"""

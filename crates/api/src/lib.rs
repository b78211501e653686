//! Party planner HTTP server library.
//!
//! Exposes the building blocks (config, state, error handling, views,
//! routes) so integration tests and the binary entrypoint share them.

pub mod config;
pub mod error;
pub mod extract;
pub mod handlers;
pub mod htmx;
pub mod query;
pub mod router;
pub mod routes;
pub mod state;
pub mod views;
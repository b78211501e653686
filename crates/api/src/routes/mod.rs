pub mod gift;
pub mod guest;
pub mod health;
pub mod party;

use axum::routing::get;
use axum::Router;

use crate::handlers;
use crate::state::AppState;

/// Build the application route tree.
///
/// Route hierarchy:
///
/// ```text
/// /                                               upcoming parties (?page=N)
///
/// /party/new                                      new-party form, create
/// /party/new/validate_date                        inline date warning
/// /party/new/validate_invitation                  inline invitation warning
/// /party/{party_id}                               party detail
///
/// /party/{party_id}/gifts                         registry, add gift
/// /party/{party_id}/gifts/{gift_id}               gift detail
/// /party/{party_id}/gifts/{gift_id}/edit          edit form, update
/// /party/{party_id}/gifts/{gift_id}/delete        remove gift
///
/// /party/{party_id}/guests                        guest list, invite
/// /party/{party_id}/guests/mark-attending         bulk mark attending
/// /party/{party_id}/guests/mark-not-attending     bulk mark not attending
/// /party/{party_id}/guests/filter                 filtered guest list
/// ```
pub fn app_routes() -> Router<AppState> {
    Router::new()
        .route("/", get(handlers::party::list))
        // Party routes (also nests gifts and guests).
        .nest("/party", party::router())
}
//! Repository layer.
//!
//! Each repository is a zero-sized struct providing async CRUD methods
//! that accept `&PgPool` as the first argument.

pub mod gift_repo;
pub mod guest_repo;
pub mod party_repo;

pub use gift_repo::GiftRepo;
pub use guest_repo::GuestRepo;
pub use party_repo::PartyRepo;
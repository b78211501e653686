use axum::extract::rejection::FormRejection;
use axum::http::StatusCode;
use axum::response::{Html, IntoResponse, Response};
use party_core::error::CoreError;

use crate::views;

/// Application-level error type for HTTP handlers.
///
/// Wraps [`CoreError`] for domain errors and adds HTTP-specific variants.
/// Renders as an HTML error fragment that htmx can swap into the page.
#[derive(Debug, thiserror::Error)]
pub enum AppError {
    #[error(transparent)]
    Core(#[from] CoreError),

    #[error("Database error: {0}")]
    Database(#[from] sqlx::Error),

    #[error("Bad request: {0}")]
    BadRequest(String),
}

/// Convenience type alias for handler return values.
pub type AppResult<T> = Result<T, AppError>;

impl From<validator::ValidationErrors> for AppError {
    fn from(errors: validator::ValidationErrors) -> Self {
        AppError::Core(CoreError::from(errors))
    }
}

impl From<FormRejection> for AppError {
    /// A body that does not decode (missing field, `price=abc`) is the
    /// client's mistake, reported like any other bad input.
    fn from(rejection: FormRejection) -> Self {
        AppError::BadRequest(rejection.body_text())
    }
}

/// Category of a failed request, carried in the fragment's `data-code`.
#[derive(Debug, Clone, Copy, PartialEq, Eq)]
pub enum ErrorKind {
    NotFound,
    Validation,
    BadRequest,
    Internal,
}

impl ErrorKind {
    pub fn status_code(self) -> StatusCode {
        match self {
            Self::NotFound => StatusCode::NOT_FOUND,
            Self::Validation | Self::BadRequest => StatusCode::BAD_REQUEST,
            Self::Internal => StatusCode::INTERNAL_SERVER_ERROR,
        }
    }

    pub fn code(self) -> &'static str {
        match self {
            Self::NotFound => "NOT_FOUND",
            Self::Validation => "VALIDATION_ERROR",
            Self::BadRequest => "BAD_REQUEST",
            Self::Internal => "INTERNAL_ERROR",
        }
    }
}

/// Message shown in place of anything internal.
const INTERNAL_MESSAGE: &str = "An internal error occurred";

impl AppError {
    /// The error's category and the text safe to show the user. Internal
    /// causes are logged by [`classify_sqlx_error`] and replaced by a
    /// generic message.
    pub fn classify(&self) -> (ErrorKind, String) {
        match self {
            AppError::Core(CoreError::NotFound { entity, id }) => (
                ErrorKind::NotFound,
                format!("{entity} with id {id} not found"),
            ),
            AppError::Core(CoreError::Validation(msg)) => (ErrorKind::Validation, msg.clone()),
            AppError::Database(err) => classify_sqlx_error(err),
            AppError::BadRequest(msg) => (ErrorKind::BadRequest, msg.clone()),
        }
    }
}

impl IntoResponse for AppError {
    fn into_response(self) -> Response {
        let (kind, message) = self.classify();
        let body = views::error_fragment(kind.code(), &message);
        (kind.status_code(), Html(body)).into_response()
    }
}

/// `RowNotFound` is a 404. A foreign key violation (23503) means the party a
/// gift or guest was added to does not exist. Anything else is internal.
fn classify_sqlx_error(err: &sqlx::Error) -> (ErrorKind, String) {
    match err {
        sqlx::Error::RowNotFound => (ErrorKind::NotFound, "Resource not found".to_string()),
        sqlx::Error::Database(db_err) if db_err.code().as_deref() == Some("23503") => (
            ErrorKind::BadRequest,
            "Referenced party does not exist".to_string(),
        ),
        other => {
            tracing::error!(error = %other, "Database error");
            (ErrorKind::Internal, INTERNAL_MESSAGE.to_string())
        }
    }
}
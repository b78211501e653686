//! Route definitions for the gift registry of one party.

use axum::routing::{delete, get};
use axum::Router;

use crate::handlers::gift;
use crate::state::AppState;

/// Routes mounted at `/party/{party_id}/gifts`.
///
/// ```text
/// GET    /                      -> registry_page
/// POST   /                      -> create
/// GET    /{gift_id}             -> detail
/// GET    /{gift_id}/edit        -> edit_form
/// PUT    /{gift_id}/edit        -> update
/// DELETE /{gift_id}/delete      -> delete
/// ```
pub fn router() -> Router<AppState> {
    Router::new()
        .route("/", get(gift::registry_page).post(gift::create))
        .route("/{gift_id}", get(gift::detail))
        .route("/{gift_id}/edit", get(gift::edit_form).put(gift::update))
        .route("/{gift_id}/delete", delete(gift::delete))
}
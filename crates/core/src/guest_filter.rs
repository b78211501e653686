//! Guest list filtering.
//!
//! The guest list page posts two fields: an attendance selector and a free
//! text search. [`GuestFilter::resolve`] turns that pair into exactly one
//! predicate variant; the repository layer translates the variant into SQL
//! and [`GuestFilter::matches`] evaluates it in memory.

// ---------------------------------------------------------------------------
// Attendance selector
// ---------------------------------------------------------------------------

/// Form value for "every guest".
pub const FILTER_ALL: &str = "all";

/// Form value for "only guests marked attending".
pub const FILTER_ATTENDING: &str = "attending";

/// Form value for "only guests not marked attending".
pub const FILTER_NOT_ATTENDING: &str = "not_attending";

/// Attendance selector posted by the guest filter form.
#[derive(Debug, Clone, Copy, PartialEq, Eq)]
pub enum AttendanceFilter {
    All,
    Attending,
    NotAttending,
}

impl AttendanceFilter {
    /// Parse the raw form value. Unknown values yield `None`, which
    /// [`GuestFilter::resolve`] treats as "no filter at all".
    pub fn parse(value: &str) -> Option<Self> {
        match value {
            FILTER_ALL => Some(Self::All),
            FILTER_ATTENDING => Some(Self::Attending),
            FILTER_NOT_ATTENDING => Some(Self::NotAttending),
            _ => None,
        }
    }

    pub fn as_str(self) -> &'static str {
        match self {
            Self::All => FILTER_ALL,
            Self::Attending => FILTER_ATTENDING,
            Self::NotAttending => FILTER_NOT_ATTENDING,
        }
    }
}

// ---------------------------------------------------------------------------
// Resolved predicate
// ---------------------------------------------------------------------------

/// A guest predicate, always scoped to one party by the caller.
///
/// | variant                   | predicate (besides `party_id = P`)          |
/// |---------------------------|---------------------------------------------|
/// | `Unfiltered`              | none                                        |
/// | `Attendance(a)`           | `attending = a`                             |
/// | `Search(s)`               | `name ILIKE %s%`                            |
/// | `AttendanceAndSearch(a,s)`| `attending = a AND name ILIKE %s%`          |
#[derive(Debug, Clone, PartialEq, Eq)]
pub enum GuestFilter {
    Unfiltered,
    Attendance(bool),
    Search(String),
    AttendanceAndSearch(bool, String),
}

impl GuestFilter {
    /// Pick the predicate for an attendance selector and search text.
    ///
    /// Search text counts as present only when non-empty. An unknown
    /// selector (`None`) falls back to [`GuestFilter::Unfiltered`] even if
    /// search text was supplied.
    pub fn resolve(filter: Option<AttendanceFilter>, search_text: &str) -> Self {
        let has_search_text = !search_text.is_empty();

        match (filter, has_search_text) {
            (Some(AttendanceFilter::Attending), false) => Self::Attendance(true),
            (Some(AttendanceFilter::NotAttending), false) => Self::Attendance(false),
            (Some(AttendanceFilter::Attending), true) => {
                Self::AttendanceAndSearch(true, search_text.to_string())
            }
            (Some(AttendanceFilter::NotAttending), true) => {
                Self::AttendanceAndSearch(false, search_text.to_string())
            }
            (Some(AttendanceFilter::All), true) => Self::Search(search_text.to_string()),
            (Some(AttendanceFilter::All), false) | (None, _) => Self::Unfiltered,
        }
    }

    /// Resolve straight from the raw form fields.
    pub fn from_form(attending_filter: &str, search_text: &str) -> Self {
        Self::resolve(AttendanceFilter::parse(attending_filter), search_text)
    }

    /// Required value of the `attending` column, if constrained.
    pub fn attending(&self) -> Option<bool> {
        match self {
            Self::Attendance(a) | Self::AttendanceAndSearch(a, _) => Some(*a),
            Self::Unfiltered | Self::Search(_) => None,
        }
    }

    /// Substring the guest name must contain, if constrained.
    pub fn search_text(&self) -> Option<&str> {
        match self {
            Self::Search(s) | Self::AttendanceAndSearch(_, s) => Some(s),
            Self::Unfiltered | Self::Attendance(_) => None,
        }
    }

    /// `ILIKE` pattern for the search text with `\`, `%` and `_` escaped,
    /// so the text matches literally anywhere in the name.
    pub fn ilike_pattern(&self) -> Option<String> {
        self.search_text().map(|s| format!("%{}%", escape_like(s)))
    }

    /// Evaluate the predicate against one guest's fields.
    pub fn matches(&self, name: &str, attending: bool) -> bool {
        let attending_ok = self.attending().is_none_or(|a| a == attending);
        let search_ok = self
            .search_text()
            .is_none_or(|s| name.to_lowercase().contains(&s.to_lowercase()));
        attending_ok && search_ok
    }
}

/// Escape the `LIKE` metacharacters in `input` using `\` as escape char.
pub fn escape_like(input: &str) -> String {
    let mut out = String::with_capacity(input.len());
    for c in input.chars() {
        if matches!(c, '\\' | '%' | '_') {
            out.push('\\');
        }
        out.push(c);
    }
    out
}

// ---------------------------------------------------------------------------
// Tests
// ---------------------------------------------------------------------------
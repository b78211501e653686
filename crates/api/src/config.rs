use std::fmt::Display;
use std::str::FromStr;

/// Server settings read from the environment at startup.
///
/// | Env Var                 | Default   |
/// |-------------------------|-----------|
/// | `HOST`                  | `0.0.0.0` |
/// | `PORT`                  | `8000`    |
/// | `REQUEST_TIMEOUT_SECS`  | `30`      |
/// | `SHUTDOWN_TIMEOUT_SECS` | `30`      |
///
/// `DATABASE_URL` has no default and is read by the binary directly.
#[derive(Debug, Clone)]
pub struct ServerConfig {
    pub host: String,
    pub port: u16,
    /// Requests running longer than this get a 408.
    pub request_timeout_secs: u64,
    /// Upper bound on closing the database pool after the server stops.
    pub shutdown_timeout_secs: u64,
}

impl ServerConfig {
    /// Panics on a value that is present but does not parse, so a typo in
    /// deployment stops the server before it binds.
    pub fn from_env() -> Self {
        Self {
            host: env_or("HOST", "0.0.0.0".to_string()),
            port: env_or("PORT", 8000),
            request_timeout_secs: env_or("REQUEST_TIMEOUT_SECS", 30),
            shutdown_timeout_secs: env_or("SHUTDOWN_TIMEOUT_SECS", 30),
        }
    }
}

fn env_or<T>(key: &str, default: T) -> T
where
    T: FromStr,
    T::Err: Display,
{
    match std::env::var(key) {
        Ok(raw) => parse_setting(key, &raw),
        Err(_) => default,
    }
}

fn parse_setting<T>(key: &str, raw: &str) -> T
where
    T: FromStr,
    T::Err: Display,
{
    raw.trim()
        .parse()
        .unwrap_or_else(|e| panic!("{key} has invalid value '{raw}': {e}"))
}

"""

### Exercise objective
Within the material above, output exactly the lines from the one with "pub enum AppError" through the one with "impl From<FormRejection> for", end lines included, and nothing besides.

### Response to this task
pub enum AppError {
    #[error(transparent)]
    Core(#[from] CoreError),

    #[error("Database error: {0}")]
    Database(#[from] sqlx::Error),

    #[error("Bad request: {0}")]
    BadRequest(String),
}

/// Convenience type alias for handler return values.
pub type AppResult<T> = Result<T, AppError>;

impl From<validator::ValidationErrors> for AppError {
    fn from(errors: validator::ValidationErrors) -> Self {
        AppError::Core(CoreError::from(errors))
    }
}

impl From<FormRejection> for AppError {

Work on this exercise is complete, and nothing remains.